**The problem**.
Using the records below, report how many lines include "start", and give no more than the number.

**Extracted entries**.
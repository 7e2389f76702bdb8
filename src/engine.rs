//! Stream cache engine - orchestrates the hot and warm tiers
//!
//! Callers interact with this type exclusively. Reads check the hot tier
//! first and fall back to the warm tier, promoting warm hits so subsequent
//! reads of the same key stay in-process. Writes are placed by a
//! `CachePriority` policy. Every steady-state warm-tier failure degrades to
//! cache-miss behavior; routine operations never return errors.

use futures::stream::{self, StreamExt};
use parking_lot::Mutex;
use serde_json::json;
use std::collections::HashMap;
use std::sync::atomic::{AtomicU64, Ordering};
use std::sync::Arc;
use std::time::{Duration, Instant};
use tokio::task::JoinHandle;
use tracing::{debug, info, warn};

use crate::config::CacheConfig;
use crate::error::Result;
use crate::health::HealthMonitor;
use crate::hot_tier::HotTierStore;
use crate::metrics::{emit_event, operation_payload, CacheEventSink};
use crate::types::{now_ms, CachePriority, CacheStats, HealthStatus, RawDataPoint, StreamDataPoint};
use crate::warm_tier::{RedisWarmTier, WarmTierStore};

/// Authoritative hit/miss counters. The engine owns these; external
/// collectors only ever receive copies through the event sink.
#[derive(Default)]
struct EngineCounters {
    hot_hits: AtomicU64,
    warm_hits: AtomicU64,
    misses: AtomicU64,
    wire_bytes: AtomicU64,
    verbose_bytes: AtomicU64,
}

impl EngineCounters {
    fn reset(&self) {
        self.hot_hits.store(0, Ordering::Relaxed);
        self.warm_hits.store(0, Ordering::Relaxed);
        self.misses.store(0, Ordering::Relaxed);
        self.wire_bytes.store(0, Ordering::Relaxed);
        self.verbose_bytes.store(0, Ordering::Relaxed);
    }
}

/// Two-tier cache engine for real-time tick streams
pub struct StreamCacheEngine {
    config: CacheConfig,
    hot: Arc<HotTierStore>,
    warm: Arc<dyn WarmTierStore>,
    health: HealthMonitor,
    counters: Arc<EngineCounters>,
    events: Option<Arc<dyn CacheEventSink>>,
    maintenance_task: Mutex<Option<JoinHandle<()>>>,
}

impl StreamCacheEngine {
    /// Build an engine over an already-constructed warm tier.
    ///
    /// Must be called from within a Tokio runtime: the constructor spawns
    /// the background TTL sweep, which `close` (or drop) stops.
    pub fn new(
        config: CacheConfig,
        warm: Arc<dyn WarmTierStore>,
        events: Option<Arc<dyn CacheEventSink>>,
    ) -> Result<Self> {
        config.validate()?;

        let hot = Arc::new(HotTierStore::new(config.max_hot_cache_size));
        let health = HealthMonitor::new(Arc::clone(&warm), &config.namespace);

        let maintenance_task = Self::spawn_maintenance(
            Arc::clone(&hot),
            Duration::from_millis(config.cleanup_interval_ms),
        );

        info!(
            "StreamCacheEngine initialized: namespace={}, hot_ttl={}ms, max_hot_size={}",
            config.namespace, config.hot_cache_ttl_ms, config.max_hot_cache_size
        );

        Ok(Self {
            config,
            hot,
            warm,
            health,
            counters: Arc::new(EngineCounters::default()),
            events,
            maintenance_task: Mutex::new(Some(maintenance_task)),
        })
    }

    /// Build an engine with a Redis warm tier from configuration.
    /// Fails fast if the warm tier is unreachable.
    pub async fn connect(
        config: CacheConfig,
        events: Option<Arc<dyn CacheEventSink>>,
    ) -> Result<Self> {
        config.validate()?;
        let warm = RedisWarmTier::connect(&config.warm_url, config.warm_op_timeout()).await?;
        Self::new(config, Arc::new(warm), events)
    }

    fn spawn_maintenance(hot: Arc<HotTierStore>, interval: Duration) -> JoinHandle<()> {
        tokio::spawn(async move {
            let mut ticker = tokio::time::interval(interval);
            // First tick completes immediately; skip it so the loop waits a
            // full interval before the first sweep
            ticker.tick().await;
            loop {
                ticker.tick().await;
                let removed = hot.sweep_expired();
                hot.evict_if_needed();
                if removed > 0 {
                    debug!("Maintenance sweep reclaimed {} hot tier entries", removed);
                }
            }
        })
    }

    /// Read-through fetch: hot tier first, warm tier on miss with
    /// unconditional promotion. Returns `None` on absence, expiry, malformed
    /// warm payload, or warm-tier failure, never an error.
    pub async fn get_data(&self, key: &str) -> Option<Arc<Vec<StreamDataPoint>>> {
        let start = Instant::now();

        if let Some(points) = self.hot.get(key) {
            self.counters.hot_hits.fetch_add(1, Ordering::Relaxed);
            emit_event(
                &self.events,
                "cache_hit",
                operation_payload(key, "hot", start.elapsed().as_micros()),
            );
            return Some(points);
        }

        let warm_key = self.config.namespaced_key(key);
        let raw = match self.warm.get(&warm_key).await {
            Ok(Some(raw)) => raw,
            Ok(None) => {
                self.counters.misses.fetch_add(1, Ordering::Relaxed);
                emit_event(
                    &self.events,
                    "cache_miss",
                    operation_payload(key, "warm", start.elapsed().as_micros()),
                );
                return None;
            }
            Err(e) => {
                warn!("Warm tier get failed for {}: {}", key, e);
                self.counters.misses.fetch_add(1, Ordering::Relaxed);
                emit_event(
                    &self.events,
                    "cache_error",
                    json!({ "key": key, "operation": "get", "error": e.to_string() }),
                );
                return None;
            }
        };

        let points: Vec<StreamDataPoint> = match serde_json::from_str(&raw) {
            Ok(points) => points,
            Err(e) => {
                // Malformed warm payload is a miss, not a caller error
                warn!("Discarding malformed warm payload for {}: {}", key, e);
                self.counters.misses.fetch_add(1, Ordering::Relaxed);
                emit_event(
                    &self.events,
                    "cache_error",
                    json!({ "key": key, "operation": "parse", "error": e.to_string() }),
                );
                return None;
            }
        };

        let points = Arc::new(points);
        // A warm hit implies durable presence, so promotion is always safe
        // regardless of the original write's placement policy
        self.hot
            .put(key, Arc::clone(&points), self.config.hot_ttl());
        self.counters.warm_hits.fetch_add(1, Ordering::Relaxed);
        debug!("Promoted {} from warm tier ({} points)", key, points.len());
        emit_event(
            &self.events,
            "cache_hit",
            operation_payload(key, "warm", start.elapsed().as_micros()),
        );

        Some(points)
    }

    /// Normalize and place a payload according to `priority`.
    ///
    /// Returns `true` when the payload landed in at least one tier. An empty
    /// input is accepted as a no-op and returns `false`.
    pub async fn set_data(
        &self,
        key: &str,
        raw_points: Vec<RawDataPoint>,
        priority: CachePriority,
    ) -> bool {
        if raw_points.is_empty() {
            debug!("Ignoring empty set_data payload for {}", key);
            return false;
        }

        let now = now_ms();
        let points: Vec<StreamDataPoint> = raw_points
            .into_iter()
            .map(|raw| raw.normalize(now))
            .collect();

        let place_hot = match priority {
            CachePriority::Hot => true,
            CachePriority::Warm => false,
            CachePriority::Auto => points.len() <= self.config.auto_placement_max_points,
        };

        let points = Arc::new(points);
        let warm_ok = self.write_warm(key, &points).await;

        if place_hot {
            self.hot
                .put(key, Arc::clone(&points), self.config.hot_ttl());
        }

        let layer = match (place_hot, warm_ok) {
            (true, true) => "both",
            (true, false) => "hot",
            (false, true) => "warm",
            (false, false) => "none",
        };
        emit_event(
            &self.events,
            "cache_write",
            json!({ "key": key, "layer": layer, "points": points.len(), "timestamp": now }),
        );

        place_hot || warm_ok
    }

    async fn write_warm(&self, key: &str, points: &Arc<Vec<StreamDataPoint>>) -> bool {
        let raw = match serde_json::to_string(points.as_ref()) {
            Ok(raw) => raw,
            Err(e) => {
                warn!("Failed to serialize payload for {}: {}", key, e);
                return false;
            }
        };

        let warm_key = self.config.namespaced_key(key);
        match self
            .warm
            .set_with_ttl(&warm_key, &raw, self.config.warm_cache_ttl_secs)
            .await
        {
            Ok(()) => {
                self.counters
                    .wire_bytes
                    .fetch_add(raw.len() as u64, Ordering::Relaxed);
                self.counters.verbose_bytes.fetch_add(
                    raw.len() as u64 + points.iter().map(verbose_overhead).sum::<u64>(),
                    Ordering::Relaxed,
                );
                true
            }
            Err(e) => {
                warn!("Warm tier write failed for {}: {}", key, e);
                emit_event(
                    &self.events,
                    "cache_error",
                    json!({ "key": key, "operation": "set", "error": e.to_string() }),
                );
                false
            }
        }
    }

    /// Resolve the full point list for `key` and keep only points newer than
    /// `since_timestamp_ms`, preserving order. `None` when the key is absent
    /// or no point is newer than the requested timestamp.
    pub async fn get_data_since(
        &self,
        key: &str,
        since_timestamp_ms: i64,
    ) -> Option<Vec<StreamDataPoint>> {
        let points = self.get_data(key).await?;

        let fresh: Vec<StreamDataPoint> = points
            .iter()
            .filter(|p| p.timestamp > since_timestamp_ms)
            .cloned()
            .collect();

        if fresh.is_empty() {
            None
        } else {
            Some(fresh)
        }
    }

    /// Resolve each key concurrently through the `get_data` path, bounded by
    /// the configured fan-out limit. An empty input returns an empty map
    /// without touching the warm tier.
    pub async fn get_batch_data(
        &self,
        keys: &[String],
    ) -> HashMap<String, Option<Arc<Vec<StreamDataPoint>>>> {
        if keys.is_empty() {
            return HashMap::new();
        }

        stream::iter(keys.iter().cloned())
            .map(|key| async move {
                let points = self.get_data(&key).await;
                (key, points)
            })
            .buffer_unordered(self.config.batch_concurrency)
            .collect()
            .await
    }

    /// Remove a key from both tiers. Warm-tier failures are logged and
    /// swallowed; the call always completes, and deleting an absent key is a
    /// safe no-op.
    pub async fn delete_data(&self, key: &str) {
        self.hot.delete(key);

        let warm_key = self.config.namespaced_key(key);
        if let Err(e) = self.warm.delete(&warm_key).await {
            warn!("Warm tier delete failed for {}: {}", key, e);
        }

        emit_event(
            &self.events,
            "cache_delete",
            json!({ "key": key, "timestamp": now_ms() }),
        );
    }

    /// Drop every warm-tier key under this engine's namespace, clear the hot
    /// tier, and reset counters
    pub async fn clear_all(&self) {
        let prefix = format!("{}:", self.config.namespace);
        match self.warm.scan_keys(&prefix).await {
            Ok(keys) => {
                let count = keys.len();
                if let Err(e) = self.warm.delete_many(&keys).await {
                    warn!("Warm tier bulk delete failed during clear_all: {}", e);
                } else {
                    info!("Cleared {} warm tier keys under {}", count, prefix);
                }
            }
            Err(e) => {
                warn!("Warm tier scan failed during clear_all: {}", e);
            }
        }

        self.hot.clear();
        self.counters.reset();
    }

    pub fn get_cache_stats(&self) -> CacheStats {
        let wire = self.counters.wire_bytes.load(Ordering::Relaxed);
        let verbose = self.counters.verbose_bytes.load(Ordering::Relaxed);
        let compression_ratio = if wire > 0 {
            verbose as f64 / wire as f64
        } else {
            1.0
        };

        CacheStats {
            hot_hits: self.counters.hot_hits.load(Ordering::Relaxed),
            warm_hits: self.counters.warm_hits.load(Ordering::Relaxed),
            misses: self.counters.misses.load(Ordering::Relaxed),
            hot_cache_size: self.hot.len(),
            compression_ratio,
        }
    }

    /// Probe the warm tier and report the combined health grade
    pub async fn get_health_status(&self) -> HealthStatus {
        self.health.probe(self.hot.len()).await
    }

    /// Stop the background maintenance task. Idempotent; also runs on drop.
    pub fn close(&self) {
        if let Some(task) = self.maintenance_task.lock().take() {
            task.abort();
            info!("StreamCacheEngine maintenance task stopped");
        }
    }
}

impl Drop for StreamCacheEngine {
    fn drop(&mut self) {
        self.close();
    }
}

/// Extra bytes the verbose field names (`symbol`, `price`, `volume`,
/// `timestamp`, `change`, `changePercent`) would add over the wire encoding
fn verbose_overhead(point: &StreamDataPoint) -> u64 {
    let mut overhead = 22u64; // symbol/price/volume/timestamp vs s/p/v/t
    if point.change.is_some() {
        overhead += 5;
    }
    if point.change_percent.is_some() {
        overhead += 11;
    }
    overhead
}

**Result of the task**.
4